Saved data entries
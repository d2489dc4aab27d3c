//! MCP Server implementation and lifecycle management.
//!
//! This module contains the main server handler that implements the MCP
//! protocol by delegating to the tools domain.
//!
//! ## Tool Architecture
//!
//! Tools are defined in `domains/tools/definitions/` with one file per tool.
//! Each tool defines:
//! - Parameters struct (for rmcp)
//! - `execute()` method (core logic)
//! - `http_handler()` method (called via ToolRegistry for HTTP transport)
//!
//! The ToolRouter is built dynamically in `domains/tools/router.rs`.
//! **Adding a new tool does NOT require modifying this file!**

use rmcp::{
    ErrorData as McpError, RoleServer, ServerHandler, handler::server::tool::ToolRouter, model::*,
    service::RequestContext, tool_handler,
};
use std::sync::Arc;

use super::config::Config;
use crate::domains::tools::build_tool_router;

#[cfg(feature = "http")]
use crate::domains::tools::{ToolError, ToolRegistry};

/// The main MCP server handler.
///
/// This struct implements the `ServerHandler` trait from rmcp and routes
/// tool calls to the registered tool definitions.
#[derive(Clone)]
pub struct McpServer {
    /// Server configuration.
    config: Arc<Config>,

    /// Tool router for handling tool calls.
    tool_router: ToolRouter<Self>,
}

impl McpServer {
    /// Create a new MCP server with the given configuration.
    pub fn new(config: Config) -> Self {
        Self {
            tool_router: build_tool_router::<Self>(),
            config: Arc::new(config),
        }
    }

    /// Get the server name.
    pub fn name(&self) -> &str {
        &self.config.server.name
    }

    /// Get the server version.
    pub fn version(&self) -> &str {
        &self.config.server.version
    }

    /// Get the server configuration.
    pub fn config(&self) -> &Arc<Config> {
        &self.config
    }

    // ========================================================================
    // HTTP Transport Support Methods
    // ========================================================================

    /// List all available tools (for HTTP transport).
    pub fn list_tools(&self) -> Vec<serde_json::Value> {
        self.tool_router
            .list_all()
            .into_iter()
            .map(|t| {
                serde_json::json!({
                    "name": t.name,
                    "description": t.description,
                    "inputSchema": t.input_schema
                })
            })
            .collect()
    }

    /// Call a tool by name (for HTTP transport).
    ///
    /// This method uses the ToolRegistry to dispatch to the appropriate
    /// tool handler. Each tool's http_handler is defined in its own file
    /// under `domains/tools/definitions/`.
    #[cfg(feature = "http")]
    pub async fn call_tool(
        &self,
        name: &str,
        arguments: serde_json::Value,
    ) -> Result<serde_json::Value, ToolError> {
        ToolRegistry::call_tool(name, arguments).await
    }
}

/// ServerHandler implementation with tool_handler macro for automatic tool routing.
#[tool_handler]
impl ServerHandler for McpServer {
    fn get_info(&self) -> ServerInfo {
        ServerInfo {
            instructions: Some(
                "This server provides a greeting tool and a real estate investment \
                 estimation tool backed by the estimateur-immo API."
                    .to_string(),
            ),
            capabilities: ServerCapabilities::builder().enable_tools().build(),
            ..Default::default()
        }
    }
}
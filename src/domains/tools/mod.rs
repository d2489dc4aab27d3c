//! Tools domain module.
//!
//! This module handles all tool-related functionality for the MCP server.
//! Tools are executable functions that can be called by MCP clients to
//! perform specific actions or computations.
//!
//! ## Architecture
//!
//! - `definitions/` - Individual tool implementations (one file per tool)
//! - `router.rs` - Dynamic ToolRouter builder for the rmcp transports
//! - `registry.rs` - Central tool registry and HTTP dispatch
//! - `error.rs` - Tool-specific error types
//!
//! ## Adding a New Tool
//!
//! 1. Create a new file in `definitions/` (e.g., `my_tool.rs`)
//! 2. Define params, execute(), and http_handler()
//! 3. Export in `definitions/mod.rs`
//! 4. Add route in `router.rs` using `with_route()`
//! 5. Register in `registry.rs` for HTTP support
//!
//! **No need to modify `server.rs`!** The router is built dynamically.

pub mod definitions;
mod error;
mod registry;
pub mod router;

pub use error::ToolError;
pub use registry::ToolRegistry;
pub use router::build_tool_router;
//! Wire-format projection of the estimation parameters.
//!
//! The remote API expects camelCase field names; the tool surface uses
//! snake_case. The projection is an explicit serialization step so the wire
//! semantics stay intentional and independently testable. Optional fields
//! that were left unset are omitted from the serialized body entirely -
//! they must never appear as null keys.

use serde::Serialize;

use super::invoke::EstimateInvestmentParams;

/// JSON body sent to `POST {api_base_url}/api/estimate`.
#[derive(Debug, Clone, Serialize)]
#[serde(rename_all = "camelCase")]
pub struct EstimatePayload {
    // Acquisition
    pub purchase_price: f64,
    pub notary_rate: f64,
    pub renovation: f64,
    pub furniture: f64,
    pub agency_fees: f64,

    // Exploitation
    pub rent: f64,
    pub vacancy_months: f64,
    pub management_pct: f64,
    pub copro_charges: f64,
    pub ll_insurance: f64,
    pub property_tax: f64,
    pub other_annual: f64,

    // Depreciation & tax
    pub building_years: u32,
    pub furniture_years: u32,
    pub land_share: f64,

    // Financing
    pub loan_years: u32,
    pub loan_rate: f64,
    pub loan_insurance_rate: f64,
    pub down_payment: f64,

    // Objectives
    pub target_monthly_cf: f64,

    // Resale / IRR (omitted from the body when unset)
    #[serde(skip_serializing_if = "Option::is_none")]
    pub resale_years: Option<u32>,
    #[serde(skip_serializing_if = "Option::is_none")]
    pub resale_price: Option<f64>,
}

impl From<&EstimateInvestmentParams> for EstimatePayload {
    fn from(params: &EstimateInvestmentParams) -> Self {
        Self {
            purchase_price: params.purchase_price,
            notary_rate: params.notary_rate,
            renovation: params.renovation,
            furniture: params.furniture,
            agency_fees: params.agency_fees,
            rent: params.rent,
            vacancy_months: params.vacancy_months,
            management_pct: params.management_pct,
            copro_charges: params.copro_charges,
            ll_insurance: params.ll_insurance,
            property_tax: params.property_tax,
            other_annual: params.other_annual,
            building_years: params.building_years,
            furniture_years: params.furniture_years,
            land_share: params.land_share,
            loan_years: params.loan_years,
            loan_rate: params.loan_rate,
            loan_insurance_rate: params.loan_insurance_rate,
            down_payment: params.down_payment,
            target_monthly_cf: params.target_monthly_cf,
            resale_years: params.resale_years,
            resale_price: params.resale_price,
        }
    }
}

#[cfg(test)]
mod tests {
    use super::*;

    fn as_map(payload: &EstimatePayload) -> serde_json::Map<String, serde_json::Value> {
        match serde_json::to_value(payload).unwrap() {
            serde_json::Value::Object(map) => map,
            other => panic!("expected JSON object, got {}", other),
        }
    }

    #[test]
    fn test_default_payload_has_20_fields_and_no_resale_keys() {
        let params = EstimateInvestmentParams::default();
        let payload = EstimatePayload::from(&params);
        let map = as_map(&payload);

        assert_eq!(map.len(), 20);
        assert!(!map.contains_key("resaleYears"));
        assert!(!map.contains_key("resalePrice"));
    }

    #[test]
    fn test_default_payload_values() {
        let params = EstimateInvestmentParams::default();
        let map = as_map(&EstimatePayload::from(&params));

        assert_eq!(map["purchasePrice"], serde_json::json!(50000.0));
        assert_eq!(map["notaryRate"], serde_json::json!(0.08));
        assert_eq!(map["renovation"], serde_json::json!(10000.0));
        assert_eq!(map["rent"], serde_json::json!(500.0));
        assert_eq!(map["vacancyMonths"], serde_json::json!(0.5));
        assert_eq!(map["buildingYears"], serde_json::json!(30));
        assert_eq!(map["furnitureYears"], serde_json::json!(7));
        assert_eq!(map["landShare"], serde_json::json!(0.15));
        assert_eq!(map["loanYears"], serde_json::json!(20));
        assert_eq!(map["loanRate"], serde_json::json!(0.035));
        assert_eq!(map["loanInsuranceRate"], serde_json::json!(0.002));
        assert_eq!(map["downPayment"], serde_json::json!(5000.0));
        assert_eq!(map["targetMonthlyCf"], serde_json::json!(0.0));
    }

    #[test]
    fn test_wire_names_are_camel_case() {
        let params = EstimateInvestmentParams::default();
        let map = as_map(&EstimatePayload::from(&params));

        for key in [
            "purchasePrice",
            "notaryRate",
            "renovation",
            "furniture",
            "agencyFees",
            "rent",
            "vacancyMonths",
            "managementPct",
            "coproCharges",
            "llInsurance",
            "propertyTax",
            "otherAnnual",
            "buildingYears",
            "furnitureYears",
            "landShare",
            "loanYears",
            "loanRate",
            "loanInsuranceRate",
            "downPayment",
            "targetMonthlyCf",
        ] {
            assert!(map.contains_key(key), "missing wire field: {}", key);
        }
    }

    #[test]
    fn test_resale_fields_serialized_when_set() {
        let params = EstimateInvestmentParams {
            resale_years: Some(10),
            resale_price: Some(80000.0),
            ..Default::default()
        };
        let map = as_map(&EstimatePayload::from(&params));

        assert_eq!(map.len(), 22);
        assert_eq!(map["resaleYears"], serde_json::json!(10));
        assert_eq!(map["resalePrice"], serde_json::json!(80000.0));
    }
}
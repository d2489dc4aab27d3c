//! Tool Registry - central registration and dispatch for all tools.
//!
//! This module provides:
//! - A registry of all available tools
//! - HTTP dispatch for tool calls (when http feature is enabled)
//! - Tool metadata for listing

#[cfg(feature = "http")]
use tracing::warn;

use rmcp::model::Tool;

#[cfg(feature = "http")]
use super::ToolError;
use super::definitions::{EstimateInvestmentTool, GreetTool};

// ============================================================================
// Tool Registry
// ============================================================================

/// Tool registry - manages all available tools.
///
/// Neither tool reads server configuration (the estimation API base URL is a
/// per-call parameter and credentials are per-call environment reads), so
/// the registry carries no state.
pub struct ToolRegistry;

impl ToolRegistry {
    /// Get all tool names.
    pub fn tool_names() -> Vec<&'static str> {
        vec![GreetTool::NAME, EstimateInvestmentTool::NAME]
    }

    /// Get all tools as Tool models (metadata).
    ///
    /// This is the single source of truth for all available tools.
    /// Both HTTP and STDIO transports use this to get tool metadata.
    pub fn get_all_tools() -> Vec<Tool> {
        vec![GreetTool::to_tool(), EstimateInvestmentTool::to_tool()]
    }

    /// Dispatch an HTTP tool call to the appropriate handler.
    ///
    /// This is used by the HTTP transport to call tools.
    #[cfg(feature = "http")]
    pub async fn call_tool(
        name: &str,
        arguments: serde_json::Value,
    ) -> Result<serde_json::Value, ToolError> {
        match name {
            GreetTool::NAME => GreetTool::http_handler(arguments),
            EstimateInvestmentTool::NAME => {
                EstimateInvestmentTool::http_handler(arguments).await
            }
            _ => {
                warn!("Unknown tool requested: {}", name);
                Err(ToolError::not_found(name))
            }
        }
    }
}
--
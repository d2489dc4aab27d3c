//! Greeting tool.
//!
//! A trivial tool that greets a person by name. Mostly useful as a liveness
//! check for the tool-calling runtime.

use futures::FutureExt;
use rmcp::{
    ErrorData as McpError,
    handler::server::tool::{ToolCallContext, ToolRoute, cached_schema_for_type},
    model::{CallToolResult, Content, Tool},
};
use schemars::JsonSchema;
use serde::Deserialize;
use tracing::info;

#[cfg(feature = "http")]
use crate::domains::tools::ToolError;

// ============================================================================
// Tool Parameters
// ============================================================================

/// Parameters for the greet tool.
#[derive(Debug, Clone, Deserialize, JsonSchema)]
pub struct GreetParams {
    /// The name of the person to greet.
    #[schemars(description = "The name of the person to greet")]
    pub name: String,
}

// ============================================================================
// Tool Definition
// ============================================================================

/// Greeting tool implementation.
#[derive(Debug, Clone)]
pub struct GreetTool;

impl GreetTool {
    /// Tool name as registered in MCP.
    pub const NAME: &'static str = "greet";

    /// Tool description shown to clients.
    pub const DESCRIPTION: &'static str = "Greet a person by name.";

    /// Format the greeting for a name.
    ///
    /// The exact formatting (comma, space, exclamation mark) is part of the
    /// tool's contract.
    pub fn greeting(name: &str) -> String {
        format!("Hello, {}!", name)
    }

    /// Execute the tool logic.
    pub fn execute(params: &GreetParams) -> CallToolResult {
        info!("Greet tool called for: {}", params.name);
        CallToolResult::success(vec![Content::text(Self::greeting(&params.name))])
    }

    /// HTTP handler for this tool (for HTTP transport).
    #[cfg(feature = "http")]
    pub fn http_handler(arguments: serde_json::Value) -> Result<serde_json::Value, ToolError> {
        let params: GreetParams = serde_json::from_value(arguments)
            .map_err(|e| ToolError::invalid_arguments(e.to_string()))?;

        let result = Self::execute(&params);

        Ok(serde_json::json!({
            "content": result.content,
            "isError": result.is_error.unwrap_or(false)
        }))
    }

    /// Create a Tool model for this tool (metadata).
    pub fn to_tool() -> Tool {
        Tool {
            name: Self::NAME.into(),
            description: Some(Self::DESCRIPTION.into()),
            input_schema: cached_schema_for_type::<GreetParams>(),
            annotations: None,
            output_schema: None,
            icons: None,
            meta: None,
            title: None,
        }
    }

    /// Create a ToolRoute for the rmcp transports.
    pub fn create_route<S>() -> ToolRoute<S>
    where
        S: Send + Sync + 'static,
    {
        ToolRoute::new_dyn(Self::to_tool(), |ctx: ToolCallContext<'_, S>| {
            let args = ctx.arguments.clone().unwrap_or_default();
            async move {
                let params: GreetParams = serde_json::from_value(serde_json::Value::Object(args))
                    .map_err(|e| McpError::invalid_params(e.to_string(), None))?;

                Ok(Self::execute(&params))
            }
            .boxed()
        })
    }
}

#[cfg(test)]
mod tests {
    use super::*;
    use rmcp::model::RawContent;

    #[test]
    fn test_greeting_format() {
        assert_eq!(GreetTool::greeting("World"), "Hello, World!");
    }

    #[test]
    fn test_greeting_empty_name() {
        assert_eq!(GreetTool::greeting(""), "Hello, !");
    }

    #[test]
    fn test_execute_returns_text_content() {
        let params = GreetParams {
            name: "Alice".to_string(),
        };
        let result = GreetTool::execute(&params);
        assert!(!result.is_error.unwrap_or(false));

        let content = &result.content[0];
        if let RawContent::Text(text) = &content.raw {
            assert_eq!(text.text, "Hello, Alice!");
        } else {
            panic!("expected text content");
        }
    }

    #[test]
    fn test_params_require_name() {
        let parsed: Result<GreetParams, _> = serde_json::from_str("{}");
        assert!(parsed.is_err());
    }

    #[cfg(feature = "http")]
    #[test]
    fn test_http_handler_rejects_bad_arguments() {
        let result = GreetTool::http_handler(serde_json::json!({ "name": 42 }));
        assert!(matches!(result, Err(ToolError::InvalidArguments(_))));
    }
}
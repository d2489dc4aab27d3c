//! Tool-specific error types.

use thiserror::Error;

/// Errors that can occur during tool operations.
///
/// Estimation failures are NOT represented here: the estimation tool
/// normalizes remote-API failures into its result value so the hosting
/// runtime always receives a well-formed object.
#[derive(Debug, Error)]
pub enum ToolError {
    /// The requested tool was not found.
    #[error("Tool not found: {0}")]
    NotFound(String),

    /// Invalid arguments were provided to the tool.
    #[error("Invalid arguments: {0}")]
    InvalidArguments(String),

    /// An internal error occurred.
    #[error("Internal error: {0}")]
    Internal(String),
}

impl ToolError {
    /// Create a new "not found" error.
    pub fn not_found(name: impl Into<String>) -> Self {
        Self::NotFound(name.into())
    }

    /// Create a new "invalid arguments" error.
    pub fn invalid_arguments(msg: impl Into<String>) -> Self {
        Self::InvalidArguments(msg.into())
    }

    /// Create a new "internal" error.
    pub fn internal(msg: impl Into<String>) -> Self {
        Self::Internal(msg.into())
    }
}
* * *
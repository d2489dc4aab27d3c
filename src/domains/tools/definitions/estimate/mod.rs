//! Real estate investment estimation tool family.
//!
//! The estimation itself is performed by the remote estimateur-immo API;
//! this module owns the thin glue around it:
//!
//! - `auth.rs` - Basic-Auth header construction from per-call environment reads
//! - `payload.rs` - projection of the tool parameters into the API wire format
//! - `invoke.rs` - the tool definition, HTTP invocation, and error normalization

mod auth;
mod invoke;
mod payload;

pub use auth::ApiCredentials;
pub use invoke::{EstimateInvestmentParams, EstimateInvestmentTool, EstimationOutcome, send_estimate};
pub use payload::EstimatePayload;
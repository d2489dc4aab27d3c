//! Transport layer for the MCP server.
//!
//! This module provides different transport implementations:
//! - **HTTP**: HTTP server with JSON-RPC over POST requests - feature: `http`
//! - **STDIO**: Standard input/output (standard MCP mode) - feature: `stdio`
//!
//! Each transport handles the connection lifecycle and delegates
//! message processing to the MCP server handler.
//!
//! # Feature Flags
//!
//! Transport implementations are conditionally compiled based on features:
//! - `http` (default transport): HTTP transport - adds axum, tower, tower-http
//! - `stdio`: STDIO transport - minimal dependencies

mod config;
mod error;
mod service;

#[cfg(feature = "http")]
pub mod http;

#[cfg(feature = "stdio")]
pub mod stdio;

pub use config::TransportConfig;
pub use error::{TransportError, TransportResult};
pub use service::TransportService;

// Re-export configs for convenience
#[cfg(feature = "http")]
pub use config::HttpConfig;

Work instruction: For the entries above, say how many lines contain the word "built", giving the number alone.

Answer for this exercise: 2